The Princesse D'Agramont looked curiously at the opposite wall where an enormous white covering was closely roped and fastened across an invisible canvas, which seemed to be fully as large as Raffaelle's "Transfiguration".

"Still a mystery?" she queried, "Has she never shown it even to you?"

Sylvie shook her head.

"Never!" and then breaking off with a sudden exclamation she turned in the direction of the door where there was just now a little movement and murmur of interest, as the slim tall figure of a man moved slowly and with graceful courtesy through the assemblage towards that corner of the studio where the Cardinal sat, his niece standing near him, and there made a slight yet perfectly reverential obeisance.

"Mr.
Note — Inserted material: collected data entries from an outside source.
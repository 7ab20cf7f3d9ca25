use crate::counting;
use crate::error::Result;
use crate::filters;
use crate::histogram::{self, OverlongPolicy, DEFAULT_MAX_WORD_LENGTH};
use crate::longest_line::{self, DEFAULT_LINE_CAPACITY};
use crate::report::{self, BarChart, DEFAULT_BAR};
use crate::tables::{self, TemperatureTable};
use clap::Subcommand;
use scanner_framework::ScanContext;
use std::io::Write;
use tracing::{debug, info};

/// Every runnable exercise. Flag defaults reproduce the textbook behaviour.
#[derive(Debug, Clone, PartialEq, Eq, Subcommand)]
pub enum Exercise {
    /// Copy input to output unchanged.
    Copy,
    /// Count input characters.
    CountChars {
        /// Print the running count after every character.
        #[arg(long)]
        running: bool,
    },
    /// Count input lines.
    CountLines,
    /// Count blanks, tabs and newlines.
    CountBlanks,
    /// Count each digit, whitespace, and all other characters.
    CountClasses,
    /// Histogram of word lengths.
    WordLengths {
        /// Words this long or longer are not binned.
        #[arg(
            long,
            default_value_t = DEFAULT_MAX_WORD_LENGTH as u16,
            value_parser = clap::value_parser!(u16).range(1..)
        )]
        max: u16,
        #[arg(long, value_enum, default_value_t = OverlongPolicy::DropAtDelimiter)]
        policy: OverlongPolicy,
        #[arg(long, default_value_t = DEFAULT_BAR)]
        symbol: char,
    },
    /// Histogram of printable ASCII character frequencies.
    CharFrequency {
        #[arg(long, default_value_t = DEFAULT_BAR)]
        symbol: char,
    },
    /// Print the longest input line.
    LongestLine {
        /// Bytes kept from the longest line.
        #[arg(long, default_value_t = DEFAULT_LINE_CAPACITY)]
        capacity: usize,
    },
    /// Print input one word per line.
    EchoWords,
    /// Replace runs of blanks with a single blank.
    SqueezeBlanks,
    /// Make tabs, backspaces and backslashes visible.
    ShowEscapes,
    /// Read to end of input and print the end-of-file value.
    EofValue,
    /// Print a temperature conversion table.
    Temperature {
        #[arg(long, value_enum, default_value_t = TemperatureTable::FahrFloat)]
        table: TemperatureTable,
    },
    /// Print the ranges of the integer types.
    TypeRanges,
    /// Print the sizes of the fundamental types.
    TypeSizes,
}

impl Exercise {
    /// Whether the exercise consumes input at all.
    pub fn reads_input(&self) -> bool {
        !matches!(
            self,
            Exercise::Temperature { .. } | Exercise::TypeRanges | Exercise::TypeSizes
        )
    }

    /// Runs the exercise over `ctx`, writing its output to `out`.
    pub fn run<Ctx, W>(&self, ctx: Ctx, out: &mut W) -> Result<()>
    where
        Ctx: ScanContext,
        W: Write + ?Sized,
    {
        debug!(exercise = ?self, "running exercise");
        let mut text = String::new();
        match *self {
            Exercise::Copy => {
                filters::copy(ctx, out)?;
            }
            Exercise::CountChars { running: true } => {
                counting::count_chars_running(ctx, out)?;
            }
            Exercise::CountChars { running: false } => {
                report::count(&mut text, counting::count_chars(ctx)?)?;
            }
            Exercise::CountLines => {
                report::count(&mut text, counting::count_lines(ctx)?)?;
            }
            Exercise::CountBlanks => {
                report::spacing(&mut text, &counting::count_spacing(ctx)?)?;
            }
            Exercise::CountClasses => {
                report::char_classes(&mut text, &counting::count_classes(ctx)?)?;
            }
            Exercise::WordLengths {
                max,
                policy,
                symbol,
            } => {
                let lengths = histogram::word_lengths(ctx, usize::from(max), policy)?;
                if lengths.dropped() > 0 {
                    info!(
                        dropped = lengths.dropped(),
                        max,
                        "words at or over the maximum length were not binned"
                    );
                }
                report::word_lengths(&mut text, &lengths, BarChart::new(symbol))?;
            }
            Exercise::CharFrequency { symbol } => {
                let frequencies = histogram::char_frequencies(ctx)?;
                report::char_frequencies(&mut text, &frequencies, BarChart::new(symbol))?;
            }
            Exercise::LongestLine { capacity } => {
                let tracker = longest_line::longest_line(ctx, capacity)?;
                if tracker.truncated() > 0 {
                    info!(
                        length = tracker.max_len(),
                        kept = capacity,
                        "longest line truncated to buffer capacity"
                    );
                }
                if let Some(line) = tracker.longest() {
                    out.write_all(line)?;
                }
            }
            Exercise::EchoWords => {
                filters::echo_words(ctx, out)?;
            }
            Exercise::SqueezeBlanks => {
                filters::squeeze_blanks(ctx, out)?;
            }
            Exercise::ShowEscapes => {
                filters::show_escapes(ctx, out)?;
            }
            Exercise::EofValue => {
                let value = counting::read_to_eof(ctx)?;
                use std::fmt::Write as _;
                write!(text, "The value of c is: {value:2}")?;
            }
            Exercise::Temperature { table } => table.render(&mut text)?,
            Exercise::TypeRanges => tables::render_type_ranges(&mut text)?,
            Exercise::TypeSizes => tables::render_type_sizes(&mut text)?,
        }
        out.write_all(text.as_bytes())?;
        out.flush()?;
        Ok(())
    }
}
Leigh!" cried Angela, "How glad I am to see you!"

"And I too," said the Cardinal, extending his hand, and kindly raising Aubrey before he could complete his formal genuflection, "You have not wasted much of your time in Florence!"
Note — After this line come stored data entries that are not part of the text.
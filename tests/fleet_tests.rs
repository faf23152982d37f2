mod common;

use common::standard_fleet;
use sinkdestroy::{
    is_valid_addition, next_ship_to_place, occupied_cells, placement_preview, validate_fleet,
    validate_identifiers, validate_placement, validate_target_cell, Cell, Orientation, Placement,
    ShipType, ValidationError,
};

#[test]
fn occupied_cells_run_along_orientation() {
    let h = Placement::new(ShipType::Carrier, 2, 3, Orientation::Horizontal);
    assert_eq!(
        occupied_cells(&h),
        vec![
            Cell::new(2, 3),
            Cell::new(3, 3),
            Cell::new(4, 3),
            Cell::new(5, 3),
            Cell::new(6, 3)
        ]
    );
    let v = Placement::new(ShipType::PatrolBoat, 7, 8, Orientation::Vertical);
    assert_eq!(occupied_cells(&v), vec![Cell::new(7, 8), Cell::new(7, 9)]);
}

#[test]
fn placement_bounds() {
    let edge = Placement::new(ShipType::Carrier, 5, 9, Orientation::Horizontal);
    assert_eq!(validate_placement(&edge), Ok(()));

    let over = Placement::new(ShipType::Carrier, 6, 0, Orientation::Horizontal);
    assert_eq!(
        validate_placement(&over),
        Err(ValidationError::OutOfBounds("Carrier"))
    );

    let down = Placement::new(ShipType::Battleship, 0, 7, Orientation::Vertical);
    assert_eq!(
        validate_placement(&down),
        Err(ValidationError::OutOfBounds("Battleship"))
    );

    let negative = Placement::new(ShipType::Submarine, -1, 0, Orientation::Vertical);
    assert_eq!(
        validate_placement(&negative),
        Err(ValidationError::NegativePosition("Submarine"))
    );
    assert_eq!(
        validate_placement(&negative).unwrap_err().to_string(),
        "Submarine position cannot be negative"
    );
}

#[test]
fn huge_origins_are_out_of_bounds() {
    let far: Placement = "Carrier,2147483647,0,horizontal".parse().unwrap();
    assert_eq!(validate_placement(&far), Err(ValidationError::OutOfBounds("Carrier")));

    let low = Placement::new(ShipType::PatrolBoat, 0, i32::MAX, Orientation::Vertical);
    assert_eq!(validate_placement(&low), Err(ValidationError::OutOfBounds("PatrolBoat")));
    assert!(!is_valid_addition(&low, &standard_fleet()));

    let mut fleet = standard_fleet();
    fleet[0] = Placement::new(ShipType::Carrier, i32::MAX, i32::MAX, Orientation::Horizontal);
    assert_eq!(validate_fleet(&fleet), Err(ValidationError::OutOfBounds("Carrier")));
}

#[test]
fn parse_rejects_unknown_type_and_orientation() {
    assert_eq!(
        Placement::parse("Rowboat", 0, 0, "horizontal"),
        Err(ValidationError::UnknownShipType("Rowboat".to_string()))
    );
    let err = Placement::parse("Carrier", 0, 0, "diagonal").unwrap_err();
    assert_eq!(err.to_string(), "Invalid orientation for Carrier: diagonal");

    let ok: Placement = "PatrolBoat, 3, 4, vertical".parse().unwrap();
    assert_eq!(ok, Placement::new(ShipType::PatrolBoat, 3, 4, Orientation::Vertical));
    assert!(matches!(
        "Carrier,0,horizontal".parse::<Placement>(),
        Err(ValidationError::MalformedPlacement(_))
    ));
}

#[test]
fn accepts_standard_fleet() {
    assert_eq!(validate_fleet(&standard_fleet()), Ok(()));
}

#[test]
fn rejects_missing_type() {
    let mut fleet = standard_fleet();
    fleet.pop();
    let err = validate_fleet(&fleet).unwrap_err();
    assert_eq!(err, ValidationError::MissingShipTypes);
    assert_eq!(
        err.to_string(),
        "Must place all ship types: Carrier, Battleship, Destroyer, Submarine, PatrolBoat"
    );
    assert_eq!(validate_fleet(&[]), Err(ValidationError::MissingShipTypes));
}

#[test]
fn rejects_duplicate_type() {
    let mut fleet = standard_fleet();
    fleet.push(Placement::new(ShipType::PatrolBoat, 0, 9, Orientation::Horizontal));
    assert_eq!(validate_fleet(&fleet), Err(ValidationError::DuplicateShipType));
}

#[test]
fn rejects_out_of_bounds_member() {
    let mut fleet = standard_fleet();
    fleet[4] = Placement::new(ShipType::PatrolBoat, 9, 9, Orientation::Horizontal);
    assert_eq!(
        validate_fleet(&fleet),
        Err(ValidationError::OutOfBounds("PatrolBoat"))
    );
}

#[test]
fn rejects_overlap() {
    let mut fleet = standard_fleet();
    // Crosses the carrier at (1, 0).
    fleet[4] = Placement::new(ShipType::PatrolBoat, 1, 0, Orientation::Vertical);
    assert_eq!(validate_fleet(&fleet), Err(ValidationError::Overlap));
}

#[test]
fn incremental_addition() {
    let fleet = standard_fleet();
    let existing = &fleet[..2];
    let clash = Placement::new(ShipType::Destroyer, 4, 0, Orientation::Vertical);
    let free = Placement::new(ShipType::Destroyer, 5, 0, Orientation::Vertical);
    let off_board = Placement::new(ShipType::Destroyer, 9, 8, Orientation::Vertical);

    assert!(!is_valid_addition(&clash, existing));
    assert!(is_valid_addition(&free, existing));
    assert!(!is_valid_addition(&off_board, existing));
    assert!(is_valid_addition(&free, &[]));

    let reversed: Vec<Placement> = existing.iter().rev().copied().collect();
    assert!(!is_valid_addition(&clash, &reversed));
    assert!(is_valid_addition(&free, &reversed));
}

#[test]
fn identifiers() {
    assert_eq!(
        validate_identifiers("ab", "xyz"),
        Err(ValidationError::PlayerIdTooShort)
    );
    assert_eq!(
        validate_identifiers("abc", "xy"),
        Err(ValidationError::GameKeyTooShort)
    );
    assert_eq!(validate_identifiers("abc", "xyz"), Ok(()));
    // Player id is reported first when both are short.
    assert_eq!(
        validate_identifiers("a", "b"),
        Err(ValidationError::PlayerIdTooShort)
    );
}

#[test]
fn target_cells() {
    assert_eq!(validate_target_cell(0, 0), Ok(()));
    assert_eq!(validate_target_cell(9, 9), Ok(()));
    assert_eq!(
        validate_target_cell(10, 0),
        Err(ValidationError::TargetOutOfRange(Cell::new(10, 0)))
    );
    let err = validate_target_cell(3, -1).unwrap_err();
    assert_eq!(err.to_string(), "Coordinates (3, -1) are outside the game grid (0-9)");
}

#[test]
fn placement_order_and_preview() {
    let fleet = standard_fleet();
    assert_eq!(next_ship_to_place(&[]), Some(ShipType::Carrier));
    assert_eq!(next_ship_to_place(&fleet[..3]), Some(ShipType::Submarine));
    assert_eq!(next_ship_to_place(&fleet), None);

    let preview = placement_preview(8, 8, ShipType::Destroyer, Orientation::Horizontal);
    assert_eq!(preview, vec![Cell::new(8, 8), Cell::new(9, 8), Cell::new(10, 8)]);
    assert_eq!(Orientation::Horizontal.rotated(), Orientation::Vertical);
    assert!(ShipType::Carrier.description().starts_with("Aircraft Carrier (5 spaces)"));
}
"My business was soon ended there," replied Aubrey. "It merely concerned the saving of a famous religious picture—but I find the modern Florentines so dead to beauty that it is almost impossible to rouse them to any sort of exertion . . ." Here he paused, as Angela with a smile moved quickly past him saying,

"One moment, Mr. Leigh! I must introduce you to one of my dearest friends!"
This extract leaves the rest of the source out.